**What you need to do**
In the listing below, identify each line with the word "enumerate" and return those lines.
•••
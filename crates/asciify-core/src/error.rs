use thiserror::Error;

#[derive(Debug, Error)]
pub enum AsciifyError {
    #[error("Configuration error: {0}")]
    Config(String),
}

pub type Result<T> = std::result::Result<T, AsciifyError>;
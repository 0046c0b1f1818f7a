//! Chat action indicator ("sending photo…", "typing…") while a request runs.
//!
//! Telegram clears the status after ~5 seconds, so it is refreshed every 4s
//! until `stop()` aborts the loop.

use std::time::Duration;

use teloxide::prelude::*;
use teloxide::types::ChatAction;

use asciify_channels::MenuOption;

/// Which indicator fits the reply a menu option produces.
pub fn action_for(option: MenuOption) -> ChatAction {
    match option {
        MenuOption::Ascii => ChatAction::Typing,
        MenuOption::Pixelate | MenuOption::Negative => ChatAction::UploadPhoto,
    }
}

/// Handle to a background chat action task.
pub struct StatusHandle(tokio::task::JoinHandle<()>);

impl StatusHandle {
    pub fn start(bot: Bot, chat_id: ChatId, action: ChatAction) -> Self {
        let handle = tokio::spawn(async move {
            loop {
                let _ = bot.send_chat_action(chat_id, action).await;
                tokio::time::sleep(Duration::from_secs(4)).await;
            }
        });
        StatusHandle(handle)
    }

    pub fn stop(self) {
        self.0.abort();
    }
}
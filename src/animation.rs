//! Animation frames built from a trace.
//!
//! One `Frame` per trace step. Frames can be drawn as text bar charts for
//! terminal playback or exported as a JSON array.

use std::fmt::Write as _;
use std::path::{Path, PathBuf};
use std::time::Duration;

use serde::{Deserialize, Serialize};

use crate::algorithms::Algorithm;
use crate::error::{OutputError, SortLabResult};
use crate::trace::{StepKind, Trace};
use crate::value::Value;

/// Width in columns of the longest bar.
pub const BAR_WIDTH: usize = 40;

/// Height of an element when drawn as a bar.
pub trait BarHeight {
    /// `None` for elements with no numeric height.
    fn bar_height(&self) -> Option<f64>;
}

macro_rules! impl_bar_height {
    ($($t:ty),* $(,)?) => {
        $(
            impl BarHeight for $t {
                #[allow(clippy::cast_precision_loss, clippy::cast_lossless)]
                fn bar_height(&self) -> Option<f64> {
                    Some(*self as f64)
                }
            }
        )*
    };
}

impl_bar_height!(i8, i16, i32, i64, u8, u16, u32, u64, usize, f32, f64);

impl BarHeight for Value {
    fn bar_height(&self) -> Option<f64> {
        self.as_float()
    }
}

/// A single rendered state of the sequence.
#[derive(Debug, Clone, PartialEq, Serialize, Deserialize)]
pub struct Frame<T> {
    /// Sequence contents after the step.
    pub values: Vec<T>,
    /// Positions touched by the step.
    pub highlights: Vec<usize>,
    /// Kind of the step the frame shows.
    pub kind: StepKind,
    /// "Step k/N", 1-based.
    pub caption: String,
}

impl<T: BarHeight + std::fmt::Display> Frame<T> {
    /// Draws the frame as horizontal bars, one line per element.
    ///
    /// Highlighted positions are marked with `>`. Elements without a numeric
    /// height are drawn as `?`.
    #[must_use]
    pub fn render_text(&self) -> String {
        let heights: Vec<Option<f64>> = self.values.iter().map(BarHeight::bar_height).collect();
        let (lo, hi) = heights
            .iter()
            .flatten()
            .fold((f64::INFINITY, f64::NEG_INFINITY), |(lo, hi), &h| (lo.min(h), hi.max(h)));
        let span = if hi > lo { hi - lo } else { 0.0 };
        let labels: Vec<String> = self.values.iter().map(ToString::to_string).collect();
        let label_width = labels.iter().map(String::len).max().unwrap_or(0);

        let mut out = String::new();
        let _ = writeln!(out, "{} [{}]", self.caption, self.kind);
        for (idx, (label, height)) in labels.iter().zip(&heights).enumerate() {
            let marker = if self.highlights.contains(&idx) { '>' } else { ' ' };
            let bar = match height {
                #[allow(clippy::cast_possible_truncation, clippy::cast_sign_loss)]
                Some(h) if span > 0.0 => {
                    let len = ((h - lo) / span * (BAR_WIDTH - 1) as f64).round() as usize + 1;
                    "#".repeat(len)
                }
                Some(_) => "#".repeat(BAR_WIDTH / 2),
                None => "?".to_string(),
            };
            let _ = writeln!(out, "{marker} {label:>label_width$} | {bar}");
        }
        out
    }
}

/// Frames for one traced run.
#[derive(Debug, Clone, PartialEq, Serialize, Deserialize)]
pub struct Animation<T> {
    /// Algorithm that produced the trace.
    pub algorithm: Algorithm,
    /// One frame per trace step.
    pub frames: Vec<Frame<T>>,
}

impl<T: Clone> Animation<T> {
    /// Builds one frame per step of `trace`.
    #[must_use]
    pub fn from_trace(algorithm: Algorithm, trace: &Trace<T>) -> Self {
        let total = trace.len();
        let frames = trace
            .iter()
            .enumerate()
            .map(|(k, step)| Frame {
                values: step.snapshot.clone(),
                highlights: step.indices.clone(),
                kind: step.kind,
                caption: format!("Step {}/{}", k + 1, total),
            })
            .collect();
        Self { algorithm, frames }
    }
}

impl<T> Animation<T> {
    /// Number of frames.
    #[must_use]
    pub fn len(&self) -> usize {
        self.frames.len()
    }

    /// Returns true if the trace had no steps.
    #[must_use]
    pub fn is_empty(&self) -> bool {
        self.frames.is_empty()
    }

    /// File name used when exporting.
    #[must_use]
    pub fn file_name(&self) -> String {
        format!("sorting_animation_{}.json", self.algorithm.name())
    }
}

impl<T: Serialize> Animation<T> {
    /// Frames as a pretty JSON array.
    pub fn to_json(&self) -> SortLabResult<String> {
        Ok(serde_json::to_string_pretty(&self.frames)?)
    }

    /// Writes `sorting_animation_{alg}.json` into `dir` and returns its path.
    pub fn save_json(&self, dir: impl AsRef<Path>) -> SortLabResult<PathBuf> {
        let dir = dir.as_ref();
        std::fs::create_dir_all(dir).map_err(|e| OutputError::io(dir, e))?;
        let path = dir.join(self.file_name());
        std::fs::write(&path, self.to_json()?).map_err(|e| OutputError::io(&path, e))?;
        Ok(path)
    }
}

/// Delay between frames at `fps` frames per second. Zero is treated as one.
#[must_use]
pub fn frame_interval(fps: u32) -> Duration {
    Duration::from_secs(1) / fps.max(1)
}

#[cfg(test)]
mod tests {
    use super::*;
    use crate::config::SortOptions;
    use crate::engine::SortEngine;

    fn traced(alg: Algorithm, input: &[i64]) -> Animation<i64> {
        let run = SortEngine::new(SortOptions::default())
            .run_traced(alg, input)
            .unwrap();
        Animation::from_trace(alg, &run.trace)
    }

    #[test]
    fn test_one_frame_per_step() {
        let run = SortEngine::default()
            .run_traced(Algorithm::Bubble, &[3_i64, 1, 2])
            .unwrap();
        let anim = Animation::from_trace(Algorithm::Bubble, &run.trace);
        assert_eq!(anim.len(), run.trace.len());
        assert_eq!(anim.frames[0].caption, format!("Step 1/{}", run.trace.len()));
        assert_eq!(anim.frames[0].kind, StepKind::Compare);
        assert_eq!(anim.frames[0].highlights, vec![0, 1]);
        assert_eq!(anim.frames.last().unwrap().values, vec![1, 2, 3]);
    }

    #[test]
    fn test_empty_input_has_no_frames() {
        let anim = traced(Algorithm::Quick, &[]);
        assert!(anim.is_empty());
        assert_eq!(anim.to_json().unwrap().trim(), "[]");
    }

    #[test]
    fn test_render_text_marks_highlights() {
        let frame = Frame {
            values: vec![1_i64, 5, 3],
            highlights: vec![1],
            kind: StepKind::Swap,
            caption: "Step 2/9".to_string(),
        };
        let text = frame.render_text();
        let lines: Vec<&str> = text.lines().collect();
        assert_eq!(lines[0], "Step 2/9 [swap]");
        assert!(lines[1].starts_with("  1 | #"));
        assert!(lines[2].starts_with("> 5 | "));
        assert!(lines[2].ends_with(&"#".repeat(BAR_WIDTH)));
        assert!(lines[1].ends_with(" #"));
    }

    #[test]
    fn test_render_text_with_text_values() {
        let frame = Frame {
            values: vec![Value::Text("b".into()), Value::Int(2)],
            highlights: vec![],
            kind: StepKind::Compare,
            caption: "Step 1/1".to_string(),
        };
        let text = frame.render_text();
        assert!(text.contains("| ?"));
    }

    #[test]
    fn test_save_json_uses_algorithm_name() {
        let dir = tempfile::tempdir().unwrap();
        let anim = traced(Algorithm::Insertion, &[2, 1]);
        let path = anim.save_json(dir.path()).unwrap();
        assert_eq!(path.file_name().unwrap(), "sorting_animation_insertion.json");
        let text = std::fs::read_to_string(path).unwrap();
        let frames: Vec<Frame<i64>> = serde_json::from_str(&text).unwrap();
        assert_eq!(frames, anim.frames);
    }

    #[test]
    fn test_frame_interval() {
        assert_eq!(frame_interval(20), Duration::from_millis(50));
        assert_eq!(frame_interval(0), Duration::from_secs(1));
    }
}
•••
**Written reply**
        for (idx, (label, height)) in labels.iter().zip(&heights).enumerate() {
            .enumerate()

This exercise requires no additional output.